During inspection, they found as many problems as the Victorian was years old—rotting floorboards, plumbing problems, and electrical issues. The building was deemed unsafe for tenants without a major rebuild. Everything would have to be gutted and replaced. Knowing that additional financial debt was inevitable, and he’d have to live frugally, he’d gone forward with the deal. The debt didn’t matter. Now he had a place for Mama and Ria. Finally, he would get them out of the old neighborhood.
Stone took his baseball cap off and ran his fingers through his thick brown hair, then put it back on again. “We want the other third-floor apartment.”
“You two?” Rafael asked. “Sure.” The apartments on the second and third floors were two bedrooms. One of the second-story places was slotted for Lavonne. Rafael had the top-floor apartment with the ocean view, but the other one was still available. “That just leaves one empty on the second floor.”
“We decided we could afford it if we rented it together,” Trey said.

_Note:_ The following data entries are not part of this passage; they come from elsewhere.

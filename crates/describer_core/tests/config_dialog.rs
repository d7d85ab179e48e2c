use std::sync::Once;

use describer_core::{update, AiConfig, AiProvider, ConfigField, DialogState, Effect, Msg};
use pretty_assertions::assert_eq;

fn init_logging() {
    static INIT: Once = Once::new();
    INIT.call_once(describer_logging::initialize_for_tests);
}

fn owner_config() -> AiConfig {
    AiConfig {
        provider: AiProvider::Gemini,
        api_key: "owner-key-0001".to_string(),
        base_url: String::new(),
        model: "gemini-2.5-flash".to_string(),
    }
}

fn opened() -> DialogState {
    let state = DialogState::with_owner(owner_config(), Vec::new());
    let (state, _) = update(state, Msg::DialogOpened);
    state
}

#[test]
fn field_edit_replaces_only_that_field() {
    init_logging();
    let (state, effects) = update(
        opened(),
        Msg::FieldEdited(ConfigField::Model("gemini-pro".into())),
    );

    assert!(effects.is_empty());
    assert_eq!(
        state.draft(),
        &AiConfig {
            model: "gemini-pro".to_string(),
            ..owner_config()
        }
    );
    assert_eq!(state.saved_config(), &owner_config());
}

#[test]
fn save_emits_config_once_and_closes() {
    init_logging();
    let (state, _) = update(
        opened(),
        Msg::FieldEdited(ConfigField::Provider(AiProvider::OpenAiCompatible)),
    );
    let (state, _) = update(
        state,
        Msg::FieldEdited(ConfigField::BaseUrl("http://localhost:11434/v1".into())),
    );
    let (state, effects) = update(state, Msg::SaveClicked);

    let expected = AiConfig {
        provider: AiProvider::OpenAiCompatible,
        base_url: "http://localhost:11434/v1".to_string(),
        ..owner_config()
    };
    assert_eq!(effects, vec![Effect::SaveConfig(expected.clone())]);
    assert!(!state.is_open());
    assert_eq!(state.saved_config(), &expected);

    // A second click on a closed dialog does nothing.
    let (_state, effects) = update(state, Msg::SaveClicked);
    assert!(effects.is_empty());
}

#[test]
fn cancel_discards_draft_without_effects() {
    init_logging();
    let (state, _) = update(opened(), Msg::FieldEdited(ConfigField::ApiKey("typo".into())));
    let (state, effects) = update(state, Msg::CancelClicked);

    assert!(effects.is_empty());
    assert!(!state.is_open());
    assert_eq!(state.draft(), &owner_config());

    let (state, _) = update(state, Msg::DialogOpened);
    assert_eq!(state.draft(), &owner_config());
}

#[test]
fn reopening_an_open_dialog_keeps_the_draft() {
    init_logging();
    let (state, _) = update(opened(), Msg::FieldEdited(ConfigField::Model("m".into())));
    let (state, _) = update(state, Msg::DialogOpened);

    assert_eq!(state.draft().model, "m");
}

#[test]
fn edits_ignored_while_closed() {
    init_logging();
    let state = DialogState::with_owner(owner_config(), Vec::new());
    let (state, effects) = update(state, Msg::FieldEdited(ConfigField::Model("x".into())));

    assert!(effects.is_empty());
    assert_eq!(state.draft(), &owner_config());
}

#[test]
fn base_url_only_visible_for_openai_compatible() {
    init_logging();
    let view = opened().view();
    assert_eq!(view.base_url, None);
    assert_eq!(view.api_key_masked, "**********0001");

    let (state, _) = update(
        opened(),
        Msg::FieldEdited(ConfigField::Provider(AiProvider::OpenAiCompatible)),
    );
    assert_eq!(state.view().base_url, Some(String::new()));
}

#[test]
fn loaded_config_reseeds_closed_draft_only() {
    init_logging();
    let replacement = AiConfig {
        api_key: "replaced".to_string(),
        ..owner_config()
    };

    let (closed, _) = update(
        DialogState::with_owner(owner_config(), Vec::new()),
        Msg::ConfigLoaded(replacement.clone()),
    );
    assert_eq!(closed.draft(), &replacement);

    let (open, _) = update(opened(), Msg::ConfigLoaded(replacement.clone()));
    assert_eq!(open.draft(), &owner_config());
    assert_eq!(open.saved_config(), &replacement);
}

“I can’t live in that RV for another winter,” Stone said.
“And neither of us can afford a house right now,” Trey said.
“Plus, we need a place to entertain the ladies,” Stone said.
“What ladies?” Trey laughed. “It’s not like college. That was like shooting fish in a barrel.” He took off his glasses and cleaned the lenses with a cloth from his pocket. Although often in slacks and a jacket when he met with his fancy clients, Trey was dressed casually today in trendy jeans, a perfectly cut button-down shirt the same color as his eyes, and tan loafers Rafael wouldn’t be caught wearing, dead or alive.
“Rafael and I didn’t go to college. We were too busy defending our country,” Stone said as he tossed a bottle cap at him.
“Sorry,” Trey mumbled.
“I’m just messing with you,” Stone said. “My ego is plenty big enough without having gone to college.”
“Huge,” Rafael said.
“But let’s face it. We’re on some serious loser streaks when it comes to women,” Stone said.
“It’s because we’re broke,” Trey said.
“True,” Rafael said.
“Girls like dudes with money,” Stone said. “If you’re ugly, then you better be rich.”
“Which means you’re screwed,” Trey said.
Stone put everything he made back into his business and lived in an RV on his brother Kyle’s property. Despite his sophisticated, arty vibe, which women seemed to love, Trey didn’t stand a chance. An interior designer who had lost most of his money to his ex-wife and lived in the basement of an old lady’s house wasn’t exactly marriage material.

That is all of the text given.